Only the lines that include "writer" should be copied from the data below.
**** Supplied data ****
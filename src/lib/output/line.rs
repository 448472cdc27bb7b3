use crate::error::Error;
use crate::filter::FieldValue;
use crate::output::Output;
use crate::record::AssembledRecord;
use std::fmt::Write;
use tokio::io::{AsyncWrite, AsyncWriteExt};
use tracing::debug;

/// Influx line protocol output with second precision timestamps
pub struct LineProtocol;

impl Output for LineProtocol {
    async fn write<T: AsyncWrite + Unpin>(
        &self,
        writer: &mut T,
        records: &[AssembledRecord],
    ) -> Result<(), Error> {
        let mut buffer = String::with_capacity(records.len() * 128);

        for record in records {
            if record.fields.is_empty() {
                debug!(measurement = %record.measurement, "Skipping record without fields");
                continue;
            }

            write_line(&mut buffer, record).map_err(|_| Error::OutputError)?;
        }

        writer.write_all(buffer.as_bytes()).await?;

        Ok(())
    }
}

fn write_line(buffer: &mut String, record: &AssembledRecord) -> std::fmt::Result {
    escape(buffer, &record.measurement, &[',', ' ']);

    for (key, value) in record.tags.iter().filter(|(_, value)| !value.is_empty()) {
        buffer.push(',');
        escape(buffer, key, &[',', '=', ' ']);
        buffer.push('=');
        escape(buffer, value, &[',', '=', ' ']);
    }

    for (index, (key, value)) in record.fields.iter().enumerate() {
        buffer.push(if index == 0 { ' ' } else { ',' });
        escape(buffer, key, &[',', '=', ' ']);
        buffer.push('=');

        match value {
            FieldValue::Int(value) => write!(buffer, "{value}i")?,
            FieldValue::UInt(value) => write!(buffer, "{value}u")?,
            FieldValue::Float(value) => write!(buffer, "{value}")?,
            FieldValue::String(value) => {
                buffer.push('"');
                escape(buffer, value, &['"', '\\']);
                buffer.push('"');
            }
        }
    }

    writeln!(buffer, " {}", record.timestamp)
}

fn escape(buffer: &mut String, value: &str, special: &[char]) {
    for char in value.chars() {
        match char {
            '\n' => buffer.push_str("\\n"),
            char if special.contains(&char) => {
                buffer.push('\\');
                buffer.push(char);
            }
            char => buffer.push(char),
        }
    }
}
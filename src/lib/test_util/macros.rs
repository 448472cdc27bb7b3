#[macro_export]
macro_rules! binlog_null {
    () => {
        ($crate::test_util::NullValue)
    };
}

#[macro_export]
macro_rules! binlog_none {
    () => {
        ($crate::test_util::NoneValue)
    };
}

#[macro_export]
macro_rules! binlog_row {
    ($($value:expr),*) => {
        ($crate::replication::BinaryRow::new(&[$($crate::test_util::IntoBinlogValue::into_binlog_value($value)),*]))
    };
}

#[macro_export]
macro_rules! output_test {
    ($formatter:expr, $records:expr, $expected:expr) => {
        let mut buffer = Cursor::new(Vec::new());
        $crate::output::Output::write(&$formatter, &mut buffer, $records)
            .await
            .unwrap();

        assert_eq!($expected, buffer.into_inner().into())
    };
}
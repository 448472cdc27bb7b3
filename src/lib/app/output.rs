use crate::error::Error;
use crate::output::{JsonOutput, LineProtocol, MessagePack, Output};
use crate::record::AssembledRecord;
use tokio::io::AsyncWrite;

#[derive(PartialEq, Debug, Clone, Copy, Default)]
pub enum ApplicationOutput {
    #[default]
    Json,
    Binary,
    Line,
}

impl Output for ApplicationOutput {
    async fn write<T: AsyncWrite + Unpin>(
        &self,
        writer: &mut T,
        records: &[AssembledRecord],
    ) -> Result<(), Error> {
        match self {
            Self::Json => JsonOutput.write(writer, records).await,
            Self::Binary => MessagePack.write(writer, records).await,
            Self::Line => LineProtocol.write(writer, records).await,
        }
    }
}
use crate::error::Error;
use crate::filter::ValueOptions;
use crate::position::{MasterPosition, PositionStore};
use crate::record::RecordSink;
use crate::replication::ddl::parse_ddl;
use crate::replication::event::{BinlogEvent, BinlogPosition, EventHeader, RowsEvent};
use crate::replication::gtid::Gtid;
use crate::schema::{MetadataSource, TableCache};
use tracing::{debug, info, warn};

/// Outcome of a single dispatched event.
#[derive(Clone, Debug, PartialEq, Eq)]
pub enum Transition {
    /// Artificial rotate naming the file the stream continues in.
    FakeRotate,
    Rotated,
    /// Number of records forwarded to the sink.
    RowsHandled(usize),
    /// Rows event of a table that is excluded or has no metadata.
    RowsSkipped,
    Committed,
    GtidReceived,
    /// Number of captured tables with invalidated metadata.
    TablesChanged(usize),
    Ignored,
}

/// Sequential event state machine of one source.
pub struct Dispatcher<M, P, S> {
    cache: TableCache<M>,
    store: P,
    sink: S,
    options: ValueOptions,
    position: MasterPosition,
    pending_gtid: Option<Gtid>,
    fake_rotate: Option<String>,
}

impl<M, P, S> Dispatcher<M, P, S>
where
    M: MetadataSource,
    P: PositionStore,
    S: RecordSink,
{
    pub fn new(cache: TableCache<M>, store: P, sink: S, options: ValueOptions) -> Self {
        Self {
            cache,
            store,
            sink,
            options,
            position: MasterPosition::default(),
            pending_gtid: None,
            fake_rotate: None,
        }
    }

    pub fn resume(&mut self, position: MasterPosition) {
        self.position = position;
        self.pending_gtid = None;
        self.fake_rotate = None;
    }

    /// Last committed position, the one that is persisted.
    pub fn position(&self) -> &MasterPosition {
        &self.position
    }

    pub fn store(&self) -> &P {
        &self.store
    }

    pub fn cache(&self) -> &TableCache<M> {
        &self.cache
    }

    pub async fn handle(&mut self, header: EventHeader, event: BinlogEvent) -> Result<Transition, Error> {
        if header.log_position() == 0 {
            if let BinlogEvent::Rotate { next_file, .. } = event {
                debug!(file = %next_file, "Received artificial rotate event");
                self.fake_rotate = Some(next_file);
                return Ok(Transition::FakeRotate);
            }

            return Ok(Transition::Ignored);
        }

        match event {
            BinlogEvent::Rotate {
                next_file,
                position,
            } => {
                info!(file = %next_file, position, "Binlog rotated");

                self.position.binlog = BinlogPosition::new(
                    next_file,
                    u32::try_from(position).map_err(|_| Error::BinlogPositionMissing)?,
                );
                self.fake_rotate = None;
                self.save(&header, true).await?;

                Ok(Transition::Rotated)
            }
            BinlogEvent::Rows(rows) => self.handle_rows(&header, rows).await,
            BinlogEvent::Xid => {
                self.commit(&header);
                self.save(&header, false).await?;

                Ok(Transition::Committed)
            }
            BinlogEvent::Gtid(gtid) => {
                self.pending_gtid = Some(gtid);

                Ok(Transition::GtidReceived)
            }
            BinlogEvent::Query { schema, query } => self.handle_query(&header, &schema, &query).await,
        }
    }

    async fn handle_rows(&mut self, header: &EventHeader, rows: RowsEvent) -> Result<Transition, Error> {
        let (table, rule) = match self.cache.get_table(&rows.schema, &rows.table).await {
            Ok(found) => found,
            Err(error @ Error::ExcludedTable(..)) => {
                debug!(schema = %rows.schema, table = %rows.table, "{error}");
                return Ok(Transition::RowsSkipped);
            }
            Err(error) if error.is_skippable() => {
                warn!(
                    schema = %rows.schema,
                    table = %rows.table,
                    file = self.position.binlog.file(),
                    position = header.log_position(),
                    "Skipping rows event: {error}"
                );
                return Ok(Transition::RowsSkipped);
            }
            Err(error) => return Err(error),
        };

        let mut records = 0;

        for row in rows.rows.iter().filter(|row| !rule.excludes(row.kind())) {
            self.sink
                .send(rule.assemble(&table, row.projected_row(), header.timestamp(), &self.options))
                .await?;
            records += 1;
        }

        Ok(Transition::RowsHandled(records))
    }

    async fn handle_query(
        &mut self,
        header: &EventHeader,
        schema: &str,
        query: &str,
    ) -> Result<Transition, Error> {
        let mut tables = Vec::new();

        for statement in parse_ddl(query) {
            match statement {
                Ok(statement) => tables.extend(statement),
                Err(error) => warn!(schema, "Skipping DDL statement: {error}"),
            }
        }

        if tables.is_empty() {
            return Ok(Transition::Ignored);
        }

        let mut changed = 0;

        for table in tables {
            let schema = table.schema.as_deref().unwrap_or(schema);

            if self.cache.filter().match_table(schema, &table.table).is_none() {
                continue;
            }

            self.cache.clear_table_cache(schema, &table.table);
            changed += 1;

            info!(schema, table = %table.table, "Table definition changed");
        }

        self.commit(header);
        self.save(header, true).await?;

        Ok(Transition::TablesChanged(changed))
    }

    fn commit(&mut self, header: &EventHeader) {
        let file = match self.fake_rotate.as_deref() {
            Some(file) => file.to_owned(),
            None => self.position.binlog.file().to_owned(),
        };

        self.position.binlog = BinlogPosition::new(file, header.log_position());

        if let (Some(gtid), Some(gtid_set)) = (self.pending_gtid.take(), &mut self.position.gtid_set) {
            if !gtid_set.update(&gtid) {
                warn!(gtid = ?gtid, "GTID cannot be added to tracked GTID set");
            }
        }
    }

    async fn save(&mut self, header: &EventHeader, force: bool) -> Result<(), Error> {
        self.position.timestamp = header.timestamp();
        self.store.save(&self.position).await?;

        if force {
            self.sink.flush().await?;
        }

        self.fake_rotate = None;

        Ok(())
    }

    /// Stores the last committed position and flushes the sink, used on shutdown.
    pub async fn persist(&mut self) -> Result<(), Error> {
        self.store.save(&self.position).await?;
        self.sink.flush().await
    }
}
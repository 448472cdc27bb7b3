use crate::error::Error;
use crate::filter::FieldValue;
use crate::output::Output;
use crate::record::AssembledRecord;
use rmp::encode::buffer::ByteBuf;
use rmp::encode::{write_f64, write_map_len, write_sint, write_str, write_uint, ValueWriteError};
use std::collections::BTreeMap;
use std::convert::Infallible;
use tokio::io::{AsyncWrite, AsyncWriteExt};

/// MessagePack output, one map per record
pub struct MessagePack;

impl Output for MessagePack {
    async fn write<T: AsyncWrite + Unpin>(
        &self,
        writer: &mut T,
        records: &[AssembledRecord],
    ) -> Result<(), Error> {
        let mut buffer = ByteBuf::with_capacity(4096);

        for record in records {
            write_record(&mut buffer, record)?;
        }

        writer.write_all(buffer.as_slice()).await?;
        Ok(())
    }
}

impl From<ValueWriteError<Infallible>> for Error {
    fn from(_value: ValueWriteError<Infallible>) -> Self {
        Error::OutputError
    }
}

fn map_len(len: usize) -> Result<u32, Error> {
    u32::try_from(len).map_err(|_| Error::OutputError)
}

fn write_record(buffer: &mut ByteBuf, record: &AssembledRecord) -> Result<(), Error> {
    write_map_len(buffer, 4)?;
    write_str(buffer, "measurement")?;
    write_str(buffer, &record.measurement)?;

    write_str(buffer, "tags")?;
    write_map_len(buffer, map_len(record.tags.len())?)?;
    for (key, value) in &record.tags {
        write_str(buffer, key)?;
        write_str(buffer, value)?;
    }

    write_str(buffer, "fields")?;
    write_fields(buffer, &record.fields)?;

    write_str(buffer, "timestamp")?;
    write_uint(buffer, record.timestamp as u64)?;
    Ok(())
}

fn write_fields(buffer: &mut ByteBuf, fields: &BTreeMap<String, FieldValue>) -> Result<(), Error> {
    write_map_len(buffer, map_len(fields.len())?)?;

    for (key, value) in fields {
        write_str(buffer, key)?;

        match value {
            FieldValue::Int(value) => {
                write_sint(buffer, *value)?;
            }
            FieldValue::UInt(value) => {
                write_uint(buffer, *value)?;
            }
            FieldValue::Float(value) => write_f64(buffer, *value)?,
            FieldValue::String(value) => write_str(buffer, value)?,
        }
    }
    Ok(())
}

#[cfg(test)]
mod tests {
    use super::*;
    use std::io::Cursor;

    #[derive(Debug, PartialEq)]
    struct ExpectedValue(Vec<u8>);

    impl ExpectedValue {
        fn new(value: &'static [u8]) -> Self {
            Self(value.into())
        }
    }

    impl From<Vec<u8>> for ExpectedValue {
        fn from(value: Vec<u8>) -> Self {
            Self(value)
        }
    }

    fn record(fields: impl IntoIterator<Item = (&'static str, FieldValue)>) -> AssembledRecord {
        AssembledRecord {
            measurement: "users".into(),
            tags: BTreeMap::from([("id".into(), "7".into())]),
            fields: fields
                .into_iter()
                .map(|(key, value)| (key.into(), value))
                .collect(),
            timestamp: 10,
        }
    }

    #[tokio::test]
    async fn encodes_record_with_integer_field() {
        output_test!(
            MessagePack,
            &[record([("balance", FieldValue::Int(100))])],
            ExpectedValue::new(
                b"\x84\xabmeasurement\xa5users\xa4tags\x81\xa2id\xa17\xa6fields\x81\xa7balance\x64\xa9timestamp\x0a"
            )
        );
    }

    #[tokio::test]
    async fn encodes_negative_unsigned_and_string_fields() {
        output_test!(
            MessagePack,
            &[record([
                ("a", FieldValue::Int(-1)),
                ("b", FieldValue::UInt(200)),
                ("c", FieldValue::from("x")),
            ])],
            ExpectedValue::new(
                b"\x84\xabmeasurement\xa5users\xa4tags\x81\xa2id\xa17\xa6fields\x83\xa1a\xff\xa1b\xcc\xc8\xa1c\xa1x\xa9timestamp\x0a"
            )
        );
    }

    #[tokio::test]
    async fn encodes_float_field_as_double() {
        output_test!(
            MessagePack,
            &[record([("rate", FieldValue::Float(0.5))])],
            ExpectedValue::new(
                b"\x84\xabmeasurement\xa5users\xa4tags\x81\xa2id\xa17\xa6fields\x81\xa4rate\xcb\x3f\xe0\x00\x00\x00\x00\x00\x00\xa9timestamp\x0a"
            )
        );
    }
}
use crate::error::Error;
use serde::{Deserialize, Serialize};
use std::collections::BTreeMap;
use std::fmt::{Display, Formatter};
use std::str::FromStr;

/// Server flavor, decides GTID representation and pre-flight checks.
#[derive(Clone, Copy, Debug, PartialEq, Eq, Serialize, Deserialize)]
#[serde(rename_all = "lowercase")]
pub enum Flavor {
    MySQL,
    MariaDB,
}

impl Flavor {
    pub fn from_version(version: &str) -> Self {
        match version.to_ascii_lowercase().contains("maria") {
            true => Flavor::MariaDB,
            false => Flavor::MySQL,
        }
    }
}

#[derive(Clone, Copy, Debug, PartialEq, Eq)]
pub enum Gtid {
    MySQL {
        sid: [u8; 16],
        gno: u64,
    },
    MariaDB {
        domain_id: u32,
        server_id: u32,
        sequence: u64,
    },
}

/// Executed GTID set, intervals are half-open `[start, end)`.
#[derive(Clone, Debug, Default, PartialEq, Eq)]
pub struct MySQLGtidSet {
    sets: BTreeMap<[u8; 16], Vec<(u64, u64)>>,
}

/// Last sequence per replication domain.
#[derive(Clone, Debug, Default, PartialEq, Eq)]
pub struct MariaDBGtidSet {
    domains: BTreeMap<u32, (u32, u64)>,
}

#[derive(Clone, Debug, PartialEq, Eq)]
pub enum GtidSet {
    MySQL(MySQLGtidSet),
    MariaDB(MariaDBGtidSet),
}

impl GtidSet {
    pub fn parse(flavor: Flavor, value: &str) -> Result<Self, Error> {
        Ok(match flavor {
            Flavor::MySQL => GtidSet::MySQL(value.parse()?),
            Flavor::MariaDB => GtidSet::MariaDB(value.parse()?),
        })
    }

    pub fn flavor(&self) -> Flavor {
        match self {
            GtidSet::MySQL(_) => Flavor::MySQL,
            GtidSet::MariaDB(_) => Flavor::MariaDB,
        }
    }

    pub fn is_empty(&self) -> bool {
        match self {
            GtidSet::MySQL(set) => set.sets.is_empty(),
            GtidSet::MariaDB(set) => set.domains.is_empty(),
        }
    }

    /// Returns false when the GTID belongs to the other flavor or its number cannot be tracked.
    pub fn update(&mut self, gtid: &Gtid) -> bool {
        match (self, gtid) {
            (GtidSet::MySQL(set), Gtid::MySQL { sid, gno }) => match gno.checked_add(1) {
                Some(end) => {
                    set.add_interval(*sid, *gno, end);
                    true
                }
                None => false,
            },
            (
                GtidSet::MariaDB(set),
                Gtid::MariaDB {
                    domain_id,
                    server_id,
                    sequence,
                },
            ) => {
                set.domains.insert(*domain_id, (*server_id, *sequence));
                true
            }
            _ => false,
        }
    }
}

impl Display for GtidSet {
    fn fmt(&self, f: &mut Formatter<'_>) -> std::fmt::Result {
        match self {
            GtidSet::MySQL(set) => set.fmt(f),
            GtidSet::MariaDB(set) => set.fmt(f),
        }
    }
}

impl MySQLGtidSet {
    pub fn add_interval(&mut self, sid: [u8; 16], start: u64, end: u64) {
        let intervals = self.sets.entry(sid).or_default();
        intervals.push((start, end));
        intervals.sort_unstable();

        let mut merged: Vec<(u64, u64)> = Vec::with_capacity(intervals.len());
        for (start, end) in intervals.drain(..) {
            match merged.last_mut() {
                Some(last) if start <= last.1 => last.1 = last.1.max(end),
                _ => merged.push((start, end)),
            }
        }

        *intervals = merged;
    }

    pub fn intervals(&self) -> impl Iterator<Item = (&[u8; 16], &[(u64, u64)])> {
        self.sets
            .iter()
            .map(|(sid, intervals)| (sid, intervals.as_slice()))
    }
}

fn parse_sid(value: &str) -> Result<[u8; 16], Error> {
    let bytes = hex::decode(value.trim().replace('-', ""))
        .map_err(|_| Error::InvalidGtidSet(value.to_owned()))?;

    bytes
        .try_into()
        .map_err(|_| Error::InvalidGtidSet(value.to_owned()))
}

fn format_sid(sid: &[u8; 16]) -> String {
    let hex = hex::encode(sid);
    format!(
        "{}-{}-{}-{}-{}",
        &hex[0..8],
        &hex[8..12],
        &hex[12..16],
        &hex[16..20],
        &hex[20..32]
    )
}

impl FromStr for MySQLGtidSet {
    type Err = Error;

    fn from_str(value: &str) -> Result<Self, Self::Err> {
        let mut set = MySQLGtidSet::default();
        let invalid = || Error::InvalidGtidSet(value.to_owned());

        for part in value.split(',').map(str::trim).filter(|part| !part.is_empty()) {
            let mut pieces = part.split(':');
            let sid = parse_sid(pieces.next().ok_or_else(invalid)?)?;

            for interval in pieces {
                let (start, end) = match interval.split_once('-') {
                    Some((start, end)) => (start.trim().parse(), end.trim().parse()),
                    None => (interval.trim().parse(), interval.trim().parse()),
                };

                match (start, end) {
                    (Ok(start), Ok(end)) if start <= end => {
                        set.add_interval(sid, start, end.checked_add(1).ok_or_else(invalid)?)
                    }
                    _ => return Err(invalid()),
                }
            }
        }

        Ok(set)
    }
}

impl Display for MySQLGtidSet {
    fn fmt(&self, f: &mut Formatter<'_>) -> std::fmt::Result {
        for (index, (sid, intervals)) in self.sets.iter().enumerate() {
            if index > 0 {
                f.write_str(",")?;
            }

            f.write_str(&format_sid(sid))?;

            for (start, end) in intervals {
                match end - 1 == *start {
                    true => write!(f, ":{start}")?,
                    false => write!(f, ":{start}-{}", end - 1)?,
                }
            }
        }

        Ok(())
    }
}

impl FromStr for MariaDBGtidSet {
    type Err = Error;

    fn from_str(value: &str) -> Result<Self, Self::Err> {
        let mut set = MariaDBGtidSet::default();

        for part in value.split(',').map(str::trim).filter(|part| !part.is_empty()) {
            let numbers: Vec<&str> = part.split('-').collect();
            let parsed = match numbers.as_slice() {
                [domain, server, sequence] => {
                    (domain.parse(), server.parse(), sequence.parse::<u64>())
                }
                _ => return Err(Error::InvalidGtidSet(value.to_owned())),
            };

            match parsed {
                (Ok(domain), Ok(server), Ok(sequence)) => {
                    set.domains.insert(domain, (server, sequence));
                }
                _ => return Err(Error::InvalidGtidSet(value.to_owned())),
            }
        }

        Ok(set)
    }
}

impl Display for MariaDBGtidSet {
    fn fmt(&self, f: &mut Formatter<'_>) -> std::fmt::Result {
        for (index, (domain, (server, sequence))) in self.domains.iter().enumerate() {
            if index > 0 {
                f.write_str(",")?;
            }
            write!(f, "{domain}-{server}-{sequence}")?;
        }

        Ok(())
    }
}
use crate::error::Error;
use crate::filter::{FilterRule, TableFilter};
use crate::schema::{table_key, Column, Index, MetadataSource, TableMetadata};
use std::collections::HashMap;
use std::sync::{Arc, PoisonError, RwLock};
use std::time::Duration;
use tokio::time::Instant;
use tracing::{debug, warn};

/// Failed metadata fetches are not retried within this window.
pub const NEGATIVE_CACHE_WINDOW: Duration = Duration::from_secs(10);

/// Pseudo table written by managed MySQL health checks, its metadata is not queryable.
pub const HEALTH_CHECK_SCHEMA: &str = "mysql";
pub const HEALTH_CHECK_TABLE: &str = "ha_health_check";

/// Lazily populated table metadata of one source.
pub struct TableCache<S> {
    source: S,
    filter: TableFilter,
    discard_no_meta: bool,
    tables: RwLock<HashMap<String, Arc<TableMetadata>>>,
    failures: RwLock<HashMap<String, Instant>>,
}

fn health_check_table() -> TableMetadata {
    TableMetadata::new(
        HEALTH_CHECK_SCHEMA,
        HEALTH_CHECK_TABLE,
        vec![Column::new("id", "bigint(20)"), Column::new("type", "char(1)")],
        vec![Index {
            name: "PRIMARY".into(),
            columns: vec!["id".into()],
        }],
    )
}

impl<S> TableCache<S>
where
    S: MetadataSource,
{
    pub fn new(source: S, filter: TableFilter) -> Self {
        Self {
            source,
            filter,
            discard_no_meta: false,
            tables: RwLock::default(),
            failures: RwLock::default(),
        }
    }

    /// Failed fetches are remembered and reported as missing metadata instead of the raw error.
    pub fn with_discard_no_meta(self, discard_no_meta: bool) -> Self {
        Self {
            discard_no_meta,
            ..self
        }
    }

    pub fn filter(&self) -> &TableFilter {
        &self.filter
    }

    pub fn source(&self) -> &S {
        &self.source
    }

    pub async fn get_table(
        &self,
        schema: &str,
        table: &str,
    ) -> Result<(Arc<TableMetadata>, Arc<FilterRule>), Error> {
        let rule = self
            .filter
            .match_table(schema, table)
            .ok_or_else(|| Error::ExcludedTable(schema.into(), table.into()))?;

        let key = table_key(schema, table);

        if let Some(metadata) = self.cached(&key) {
            return Ok((metadata, rule));
        }

        if self.failed_recently(&key) {
            return Err(Error::MissingTableMeta(schema.into(), table.into()));
        }

        if schema.eq_ignore_ascii_case(HEALTH_CHECK_SCHEMA)
            && table.eq_ignore_ascii_case(HEALTH_CHECK_TABLE)
        {
            return Ok((self.store(key, health_check_table()), rule));
        }

        match self.source.fetch_table(schema, table).await {
            Ok(metadata) => {
                debug!(schema, table, "Fetched table metadata");
                Ok((self.store(key, metadata), rule))
            }
            Err(error) => {
                if let Ok(false) = self.source.table_exists(schema, table).await {
                    return Err(Error::TableNotExist(schema.into(), table.into()));
                }

                if !self.discard_no_meta {
                    return Err(error);
                }

                warn!(schema, table, error = %error, "Cannot fetch table metadata, discarding its row events");

                self.failures
                    .write()
                    .unwrap_or_else(PoisonError::into_inner)
                    .insert(key, Instant::now());

                Err(Error::MissingTableMeta(schema.into(), table.into()))
            }
        }
    }

    /// Drops cached and failed lookups of a table.
    pub fn clear_table_cache(&self, schema: &str, table: &str) {
        let key = table_key(schema, table);

        self.tables
            .write()
            .unwrap_or_else(PoisonError::into_inner)
            .remove(&key);
        self.failures
            .write()
            .unwrap_or_else(PoisonError::into_inner)
            .remove(&key);
    }

    pub fn is_cached(&self, schema: &str, table: &str) -> bool {
        self.cached(&table_key(schema, table)).is_some()
    }

    fn cached(&self, key: &str) -> Option<Arc<TableMetadata>> {
        self.tables
            .read()
            .unwrap_or_else(PoisonError::into_inner)
            .get(key)
            .cloned()
    }

    fn failed_recently(&self, key: &str) -> bool {
        self.failures
            .read()
            .unwrap_or_else(PoisonError::into_inner)
            .get(key)
            .is_some_and(|failed_at| failed_at.elapsed() < NEGATIVE_CACHE_WINDOW)
    }

    fn store(&self, key: String, metadata: TableMetadata) -> Arc<TableMetadata> {
        let metadata = metadata.into_shared();

        self.failures
            .write()
            .unwrap_or_else(PoisonError::into_inner)
            .remove(&key);
        self.tables
            .write()
            .unwrap_or_else(PoisonError::into_inner)
            .insert(key, Arc::clone(&metadata));

        metadata
    }
}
****
** Response to the exercise **
        writer: &mut T,
        writer.write_all(buffer.as_bytes()).await?;
        writer: &mut T,
            Self::Json => JsonOutput.write(writer, records).await,
            Self::Binary => MessagePack.write(writer, records).await,
            Self::Line => LineProtocol.write(writer, records).await,
        writer: &mut T,
        writer.write_all(buffer.as_slice()).await?;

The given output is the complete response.